Imagine life on the shores of the San Antonio River 9,000 to 10,500 years ago. Hard to do? UTSA archaeologists got a glimpse into that life after unearthing more than 500 artifacts while assisting in the San Antonio River Improvement Project in South San Antonio. They found projectile points and woodworking tools thought to be for making canoes all those thousands of years ago.
Closer to downtown
San Antonio, archaeologists
discovered the trash
of one of Bexar County's
first surveyors. There
were bottles and ceramic
fragments, along with
meat bones and oyster
shells, thought to be from
the homestead of John
James, who lived along
North Presa Street in the
mid-1800s.
The UTSA South Texas Center for Emerging Infectious Diseases will receive $4.6 million over the next five years from the U.S. Department of Defense Army Research Office to establish a Center of Excellence in Infection Genomics. The grant will support microbiology research, teaching and outreach activities aligned with Army priorities. Infection genomics is the scientific discipline in which biologists characterize functional properties of the entire genome of infectious organisms.

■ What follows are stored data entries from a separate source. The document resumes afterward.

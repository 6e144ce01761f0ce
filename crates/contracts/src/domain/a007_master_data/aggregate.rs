use crate::domain::common::{EntityMetadata, EntityStatus};
use crate::shared::list_view::{
    ActionPermissions, ColumnDef, ColumnFormat, FieldKind, ListEntity, ListViewConfig, Record,
    ValidationRules,
};
use serde::{Deserialize, Serialize};

/// Вид справочника. Все справочники имеют одинаковую структуру записи.
#[derive(Debug, Clone, Copy, PartialEq, Eq, Hash, Serialize, Deserialize)]
#[serde(rename_all = "kebab-case")]
pub enum MasterDataKind {
    Departments,
    SubDepartments,
    Vendors,
    ItemCategories,
    Companies,
    Locations,
}

impl MasterDataKind {
    pub const ALL: [MasterDataKind; 6] = [
        Self::Departments,
        Self::SubDepartments,
        Self::Vendors,
        Self::ItemCategories,
        Self::Companies,
        Self::Locations,
    ];

    /// Сегмент пути REST API: `/api/master-data/{slug}`
    pub fn slug(&self) -> &'static str {
        match self {
            Self::Departments => "departments",
            Self::SubDepartments => "sub-departments",
            Self::Vendors => "vendors",
            Self::ItemCategories => "item-categories",
            Self::Companies => "companies",
            Self::Locations => "locations",
        }
    }

    pub fn from_slug(slug: &str) -> Option<Self> {
        Self::ALL.into_iter().find(|k| k.slug() == slug)
    }

    pub fn label(&self) -> &'static str {
        match self {
            Self::Departments => "Подразделения",
            Self::SubDepartments => "Отделы",
            Self::Vendors => "Поставщики",
            Self::ItemCategories => "Категории",
            Self::Companies => "Компании",
            Self::Locations => "Площадки",
        }
    }

    /// Префикс прав: `departments.create`, `item_categories.delete`, ...
    pub fn permission_prefix(&self) -> String {
        self.slug().replace('-', "_")
    }
}

/// Запись справочника
#[derive(Debug, Clone, Serialize, Deserialize)]
pub struct MasterDataItem {
    pub id: String,
    pub name: String,
    #[serde(default)]
    pub code: Option<String>,
    #[serde(default)]
    pub description: Option<String>,
    #[serde(default)]
    pub status: EntityStatus,
    #[serde(flatten)]
    pub metadata: EntityMetadata,
}

impl MasterDataItem {
    /// Конфигурация списка для конкретного справочника
    pub fn list_config_for(kind: MasterDataKind) -> ListViewConfig {
        Self::list_config().permissions(ActionPermissions::for_entity(&kind.permission_prefix()))
    }
}

impl ListEntity for MasterDataItem {
    fn to_record(&self) -> Record {
        let record = Record::new(&self.id)
            .with("name", self.name.as_str())
            .with("status", self.status.as_str())
            .with_opt("code", self.code.clone())
            .with_opt("description", self.description.clone());
        match self.metadata.created_at {
            Some(created_at) => record.created(created_at),
            None => record,
        }
    }

    fn list_config() -> ListViewConfig {
        ListViewConfig::new("name")
            .column(ColumnDef::new("code", "Код"))
            .column(ColumnDef::new("name", "Наименование"))
            .column(ColumnDef::new("description", "Описание").not_sortable())
            .column(ColumnDef::new("status", "Статус").enumeration(&EntityStatus::ALL))
            .column(
                ColumnDef::new("created_at", "Создано")
                    .kind(FieldKind::Date)
                    .format(ColumnFormat::DateTime)
                    .read_only(),
            )
            .searchable(&["code", "name", "description"])
            .filterable(&["status"])
            .rule("name", ValidationRules::required().with_max_length(100))
            .rule("code", ValidationRules::none().with_max_length(20))
    }
}

#[cfg(test)]
mod tests {
    use super::*;

    #[test]
    fn test_slug_roundtrip_and_serde_agree() {
        for kind in MasterDataKind::ALL {
            assert_eq!(MasterDataKind::from_slug(kind.slug()), Some(kind));
            let json = serde_json::to_string(&kind).unwrap();
            assert_eq!(json, format!("\"{}\"", kind.slug()));
        }
        assert_eq!(MasterDataKind::from_slug("unknown"), None);
    }

    #[test]
    fn test_permissions_per_kind() {
        let config = MasterDataItem::list_config_for(MasterDataKind::ItemCategories);
        assert_eq!(
            config.permissions.add.as_deref(),
            Some("item_categories.create")
        );
        assert!(config.validate().is_ok());
    }

    #[test]
    fn test_edit_payload_matches_master_data_contract() {
        let item: MasterDataItem = serde_json::from_str(
            r#"{"id":"m1","name":"Бухгалтерия","code":"ACC","created_at":"2024-03-15T14:02:26Z"}"#,
        )
        .unwrap();
        let payload = crate::shared::list_view::edit_payload(&item);
        assert!(payload.get("created_at").is_none());

        let back: MasterDataItem = serde_json::from_value(payload).unwrap();
        assert_eq!(back.name, "Бухгалтерия");
        assert_eq!(back.code.as_deref(), Some("ACC"));
        assert_eq!(back.status, EntityStatus::Active);
    }
}
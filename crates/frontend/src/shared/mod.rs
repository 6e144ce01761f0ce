pub mod api_utils;
pub mod components;
pub mod config;
pub mod format;
pub mod icons;
pub mod list_utils;
pub mod list_view;
pub mod modal;
use super::config::ListViewConfig;
use super::record::Record;

/// Адаптер сущности для универсального списка
pub trait ListEntity {
    /// Представление сущности строкой таблицы
    fn to_record(&self) -> Record;

    /// Конфигурация списка: колонки, поиск, фильтры, обязательные поля
    fn list_config() -> ListViewConfig;
}

/// Тело PUT-запроса для неизменённой сущности, дополненное `id`:
/// ровно то, что отправит форма редактирования после валидации.
#[cfg(test)]
pub(crate) fn edit_payload<E: ListEntity>(entity: &E) -> serde_json::Value {
    use super::controller::ListViewController;
    use super::form::SubmitRequest;
    use crate::system::auth::Capability;

    let record = entity.to_record();
    let mut controller = ListViewController::new(E::list_config(), Capability::admin());
    controller.open_edit(&record).unwrap();
    let (id, draft) = match controller.begin_submit().unwrap() {
        SubmitRequest::Edit { id, draft } => (id, draft),
        other => panic!("unexpected request: {:?}", other),
    };
    let mut json = draft.to_json();
    json.as_object_mut()
        .unwrap()
        .insert(super::record::ID_FIELD.to_string(), id.into());
    json
}
//! Tab content registry - маппинг tab.key → View

use super::tab_labels::master_data_kind_for_key;
use crate::layout::left::sidebar::is_tab_allowed;
use crate::domain::a001_asset::ui::list::AssetList;
use crate::domain::a002_employee::ui::list::EmployeeList;
use crate::domain::a003_sim_card::ui::list::SimCardList;
use crate::domain::a004_software_license::ui::list::SoftwareLicenseList;
use crate::domain::a005_purchase_order::ui::list::PurchaseOrderList;
use crate::domain::a006_accessory::ui::list::AccessoryList;
use crate::domain::a007_master_data::ui::list::MasterDataList;
use crate::system::auth::context::use_capability;
use leptos::prelude::*;

/// Рендерит контент таба по его ключу.
///
/// Таб, открытый по ссылке (`?active=`), проверяется по тем же правам, что и
/// пункт меню. Для неизвестных ключей возвращает заглушку.
pub fn render_tab_content(key: &str) -> AnyView {
    let capability = use_capability();
    let allowed = {
        let key = key.to_string();
        Memo::new(move |_| capability.with(|c| is_tab_allowed(c, &key)))
    };
    let key = key.to_string();
    (move || {
        if allowed.get() {
            tab_view(&key)
        } else {
            log::warn!("tab {} hidden: no view permission", key);
            view! { <div class="placeholder">"Нет доступа к разделу"</div> }.into_any()
        }
    })
    .into_any()
}

fn tab_view(key: &str) -> AnyView {
    match key {
        "a001_asset" => view! { <AssetList /> }.into_any(),
        "a002_employee" => view! { <EmployeeList /> }.into_any(),
        "a003_sim_card" => view! { <SimCardList /> }.into_any(),
        "a004_software_license" => view! { <SoftwareLicenseList /> }.into_any(),
        "a005_purchase_order" => view! { <PurchaseOrderList /> }.into_any(),
        "a006_accessory" => view! { <AccessoryList /> }.into_any(),
        _ => match master_data_kind_for_key(key) {
            Some(kind) => view! { <MasterDataList kind=kind /> }.into_any(),
            None => {
                log::warn!("unknown tab key: {}", key);
                view! {
                    <div class="placeholder">{format!("Раздел «{}» не найден", key)}</div>
                }
                .into_any()
            }
        },
    }
}
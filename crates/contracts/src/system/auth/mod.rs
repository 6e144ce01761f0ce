use serde::{Deserialize, Serialize};
use std::collections::BTreeSet;

#[derive(Debug, Clone, Serialize, Deserialize)]
pub struct LoginRequest {
    pub username: String,
    pub password: String,
}

#[derive(Debug, Clone, Serialize, Deserialize)]
pub struct LoginResponse {
    pub access_token: String,
    pub refresh_token: String,
    pub user: UserInfo,
}

#[derive(Debug, Clone, Serialize, Deserialize)]
pub struct LogoutRequest {
    pub refresh_token: String,
}

/// Роль пользователя системы учёта ИТ-активов
#[derive(Debug, Clone, Copy, PartialEq, Eq, Hash, Serialize, Deserialize, Default)]
#[serde(rename_all = "snake_case")]
pub enum UserRole {
    Admin,
    Manager,
    #[default]
    Viewer,
}

impl UserRole {
    pub fn as_str(&self) -> &'static str {
        match self {
            Self::Admin => "admin",
            Self::Manager => "manager",
            Self::Viewer => "viewer",
        }
    }
}

#[derive(Debug, Clone, Serialize, Deserialize)]
pub struct UserInfo {
    pub id: String,
    pub username: String,
    pub full_name: Option<String>,
    pub email: Option<String>,
    #[serde(default)]
    pub role: UserRole,
    #[serde(default)]
    pub permissions: Vec<String>,
}

/// Права текущего пользователя, передаваемые в компоненты явно.
///
/// Администратору разрешено всё; остальным: только перечисленные права.
#[derive(Debug, Clone, PartialEq, Eq, Default)]
pub struct Capability {
    pub current_user_role: UserRole,
    pub permissions: BTreeSet<String>,
}

impl Capability {
    pub fn new(role: UserRole, permissions: impl IntoIterator<Item = String>) -> Self {
        Self {
            current_user_role: role,
            permissions: permissions.into_iter().collect(),
        }
    }

    /// Права администратора
    pub fn admin() -> Self {
        Self::new(UserRole::Admin, std::iter::empty())
    }

    /// Без прав (пользователь не авторизован)
    pub fn anonymous() -> Self {
        Self::default()
    }

    pub fn is_admin(&self) -> bool {
        self.current_user_role == UserRole::Admin
    }

    pub fn allows(&self, permission: &str) -> bool {
        self.is_admin() || self.permissions.contains(permission)
    }

    /// Проверка необязательного права: `None` разрешено всем
    pub fn allows_opt(&self, permission: Option<&str>) -> bool {
        permission.map(|p| self.allows(p)).unwrap_or(true)
    }
}

impl From<&UserInfo> for Capability {
    fn from(user: &UserInfo) -> Self {
        Self::new(user.role, user.permissions.iter().cloned())
    }
}

#[cfg(test)]
mod tests {
    use super::*;

    #[test]
    fn test_admin_allows_everything() {
        assert!(Capability::admin().allows("assets.delete"));
    }

    #[test]
    fn test_permissions_are_explicit_for_non_admins() {
        let cap = Capability::new(UserRole::Manager, vec!["assets.create".to_string()]);
        assert!(cap.allows("assets.create"));
        assert!(!cap.allows("assets.delete"));
        assert!(cap.allows_opt(None));
        assert!(!cap.allows_opt(Some("assets.delete")));
    }

    #[test]
    fn test_user_info_without_role_defaults_to_viewer() {
        let user: UserInfo =
            serde_json::from_str(r#"{"id":"1","username":"ivan","full_name":null,"email":null}"#)
                .unwrap();
        let cap = Capability::from(&user);
        assert_eq!(cap.current_user_role, UserRole::Viewer);
        assert!(cap.permissions.is_empty());
    }
}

President Ricardo Romo and UT System Chancellor Francisco G. Cigarroa were appointed by President Barack Obama to serve on the President's Advisory Commission on Educational Excellence for Hispanics. The commission is charged with expanding educational opportunities, improving education outcomes and delivering a complete and competitive education for all Hispanics.
The College of Business has a new bachelor of business administration degree in sport, event and tourism management. Coursework includes the study of tourism, sport and event management, sport marketing, economics of tourism and leisure, tourism law and destination marketing.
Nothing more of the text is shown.